Your objective: Pull each line with the string "SessionError" from the entries.

Stored entries:
===

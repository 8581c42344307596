// Badge history fetching — cursor-based pagination with hard bounds.
//
// Both badge operations (listing the oldest badges, counting the total)
// walk the same paginated endpoint, so the page loop is written once
// against the `BadgePages` trait. The bounds are deliberate: a maximum
// page count, a seen-cursor set as a cycle guard, and early exit once the
// caller has what it needs. Partial accumulation is returned on any
// mid-loop failure — a short badge list is reduced information, not an
// error.

use std::collections::HashSet;

use anyhow::Result;
use async_trait::async_trait;
use serde::Deserialize;
use tracing::{debug, warn};

use super::client::RobloxClient;

/// Fixed page size requested from the badges endpoint (the API maximum).
pub const PAGE_LIMIT: u32 = 100;

/// Sort order for badge pagination. Oldest-badge scans go ascending;
/// total counting goes descending (matching how the endpoint is indexed).
#[derive(Debug, Clone, Copy, PartialEq, Eq)]
pub enum SortOrder {
    Asc,
    Desc,
}

impl SortOrder {
    pub fn as_str(&self) -> &'static str {
        match self {
            SortOrder::Asc => "Asc",
            SortOrder::Desc => "Desc",
        }
    }
}

/// A single badge award record.
#[derive(Debug, Clone, Deserialize)]
pub struct Badge {
    pub id: u64,
    #[serde(default)]
    pub name: String,
    /// Award timestamp; the API has shipped this under two names.
    #[serde(default, alias = "awardedAt")]
    pub awarded: Option<String>,
}

/// One page of badge results, mirroring the wire format.
#[derive(Debug, Clone, Deserialize)]
pub struct BadgePage {
    #[serde(default)]
    pub data: Vec<Badge>,
    #[serde(default, rename = "nextPageCursor")]
    pub next_page_cursor: Option<String>,
}

/// Source of badge pages. The live implementation hits the Roblox API;
/// tests substitute scripted pages to exercise the loop bounds.
#[async_trait]
pub trait BadgePages {
    async fn fetch_page(&self, sort: SortOrder, cursor: Option<&str>) -> Result<BadgePage>;
}

/// Badge endpoint bound to one user.
pub struct UserBadges<'a> {
    client: &'a RobloxClient,
    user_id: u64,
}

impl<'a> UserBadges<'a> {
    pub fn new(client: &'a RobloxClient, user_id: u64) -> Self {
        Self { client, user_id }
    }
}

#[async_trait]
impl BadgePages for UserBadges<'_> {
    async fn fetch_page(&self, sort: SortOrder, cursor: Option<&str>) -> Result<BadgePage> {
        let url = format!("https://badges.roblox.com/v1/users/{}/badges", self.user_id);
        let mut query = vec![
            ("limit", PAGE_LIMIT.to_string()),
            ("sortOrder", sort.as_str().to_string()),
        ];
        if let Some(cursor) = cursor {
            query.push(("cursor", cursor.to_string()));
        }
        self.client.get_json(&url, &query).await
    }
}

/// Collect up to `limit` of the user's oldest badges (ascending award order).
///
/// Stops on: an empty page, enough badges accumulated, an empty or repeated
/// next-cursor, the page cap, or any fetch failure (returning what was
/// gathered so far).
pub async fn collect_oldest<P: BadgePages + Sync>(
    pages: &P,
    limit: usize,
    max_pages: u32,
) -> Vec<Badge> {
    let mut badges: Vec<Badge> = Vec::new();
    let mut cursor: Option<String> = None;
    let mut seen_cursors: HashSet<String> = HashSet::new();
    let mut page_count = 0u32;

    while badges.len() < limit && page_count < max_pages {
        page_count += 1;

        let page = match pages.fetch_page(SortOrder::Asc, cursor.as_deref()).await {
            Ok(page) => page,
            Err(e) => {
                warn!(error = %e, collected = badges.len(), "Badge page fetch failed, keeping partial results");
                break;
            }
        };

        if page.data.is_empty() {
            break;
        }
        badges.extend(page.data);

        let Some(next) = page.next_page_cursor.filter(|c| !c.is_empty()) else {
            break;
        };
        // Cycle guard: a cursor we've already followed means the server is
        // looping — bail out rather than spin.
        if !seen_cursors.insert(next.clone()) {
            warn!(cursor = %next, "Repeated pagination cursor, stopping");
            break;
        }
        cursor = Some(next);
    }

    debug!(
        collected = badges.len(),
        pages = page_count,
        "Oldest-badge scan complete"
    );

    badges.truncate(limit);
    badges
}

/// Count the user's badges, short-circuiting once `pass_threshold` is
/// reached — pages beyond the threshold can't change the verdict.
pub async fn count_total<P: BadgePages + Sync>(
    pages: &P,
    pass_threshold: u64,
    max_pages: u32,
) -> u64 {
    let mut total = 0u64;
    let mut cursor: Option<String> = None;
    let mut seen_cursors: HashSet<String> = HashSet::new();
    let mut page_count = 0u32;

    while page_count < max_pages {
        page_count += 1;

        let page = match pages.fetch_page(SortOrder::Desc, cursor.as_deref()).await {
            Ok(page) => page,
            Err(e) => {
                warn!(error = %e, counted = total, "Badge page fetch failed, keeping partial count");
                break;
            }
        };

        if page.data.is_empty() {
            break;
        }
        total += page.data.len() as u64;
        if total >= pass_threshold {
            return total;
        }

        let Some(next) = page.next_page_cursor.filter(|c| !c.is_empty()) else {
            break;
        };
        if !seen_cursors.insert(next.clone()) {
            warn!(cursor = %next, "Repeated pagination cursor, stopping");
            break;
        }
        cursor = Some(next);
    }

    debug!(total = total, pages = page_count, "Badge count complete");
    total
}
//! Error types for the onboarding carousel.

/// Top-level error type.
#[derive(Debug, thiserror::Error)]
pub enum Error {
    #[error("Configuration error: {0}")]
    Config(#[from] ConfigError),

    #[error("Presentation error: {0}")]
    Presentation(#[from] PresentationError),

    #[error("Navigation error: {0}")]
    Navigation(#[from] NavigationError),

    #[error("Store error: {0}")]
    Store(#[from] StoreError),

    #[error("Session error: {0}")]
    Session(#[from] SessionError),
}

/// Configuration-related errors.
#[derive(Debug, thiserror::Error)]
pub enum ConfigError {
    #[error("Screen table must contain at least one screen")]
    EmptyScreenTable,

    #[error("Invalid configuration value for {key}: {message}")]
    InvalidValue { key: String, message: String },

    #[error("Action binding refers to screen {index}, but only {total} screens exist")]
    BindingOutOfRange { index: usize, total: usize },
}

/// Failures reported by the presentation layer.
#[derive(Debug, thiserror::Error)]
pub enum PresentationError {
    #[error("UI element {element} is missing")]
    MissingElement { element: String },

    #[error("Render failed: {0}")]
    Render(String),

    #[error("Exit animation failed: {0}")]
    Animation(String),
}

/// Failures reported by the application navigation layer.
#[derive(Debug, thiserror::Error)]
pub enum NavigationError {
    #[error("Destination {destination} is unavailable: {reason}")]
    Unavailable { destination: String, reason: String },
}

/// Persistence errors for the "seen onboarding" flag.
#[derive(Debug, thiserror::Error)]
pub enum StoreError {
    #[error("Failed to read {key}: {reason}")]
    Read { key: String, reason: String },

    #[error("Failed to write {key}: {reason}")]
    Write { key: String, reason: String },
}

/// Errors talking to a running session task.
#[derive(Debug, thiserror::Error)]
pub enum SessionError {
    #[error("Session has shut down")]
    Closed,

    #[error("Session task failed: {0}")]
    Join(#[from] tokio::task::JoinError),
}

/// Result type alias for the carousel.
pub type Result<T> = std::result::Result<T, Error>;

===

Output for this task:
    Session(#[from] SessionError),
pub enum SessionError {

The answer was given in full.